• _INSTRUCTIONS FOR THE TASK_
Copy all lines containing the string "setup" from the records below.

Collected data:
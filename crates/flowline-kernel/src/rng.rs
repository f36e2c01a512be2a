//! Deterministic random draws for `delay lo-hi`.
//!
//! SplitMix64: portable, fast, and good enough for duration sampling. The
//! engine owns a single stream seeded from the setup; the stream only
//! advances, so re-running the same setup with the same inputs replays the
//! same delays.

/// A deterministic pseudo-random stream.
#[derive(Debug, Clone, Copy, PartialEq, Eq)]
pub struct RngStream {
    state: u64,
}

impl RngStream {
    /// SplitMix64 requires a non-zero state; seed 0 is remapped.
    #[inline]
    pub const fn new(seed: u64) -> Self {
        let state = if seed == 0 { 0x9E3779B97F4A7C15 } else { seed };
        Self { state }
    }

    #[inline]
    pub fn next_u64(&mut self) -> u64 {
        self.state = self.state.wrapping_add(0x9E3779B97F4A7C15);
        mix(self.state)
    }

    /// Uniform f64 in [0, 1), using the upper 53 bits.
    #[inline]
    pub fn uniform(&mut self) -> f64 {
        (self.next_u64() >> 11) as f64 * (1.0 / (1u64 << 53) as f64)
    }

    /// Uniform f64 in [min, max).
    #[inline]
    pub fn uniform_range(&mut self, min: f64, max: f64) -> f64 {
        min + self.uniform() * (max - min)
    }
}

#[inline]
const fn mix(mut z: u64) -> u64 {
    z = (z ^ (z >> 30)).wrapping_mul(0xBF58476D1CE4E5B9);
    z = (z ^ (z >> 27)).wrapping_mul(0x94D049BB133111EB);
    z ^ (z >> 31)
}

• _ANSWER TO THIS EXERCISE_
//! engine owns a single stream seeded from the setup; the stream only
//! advances, so re-running the same setup with the same inputs replays the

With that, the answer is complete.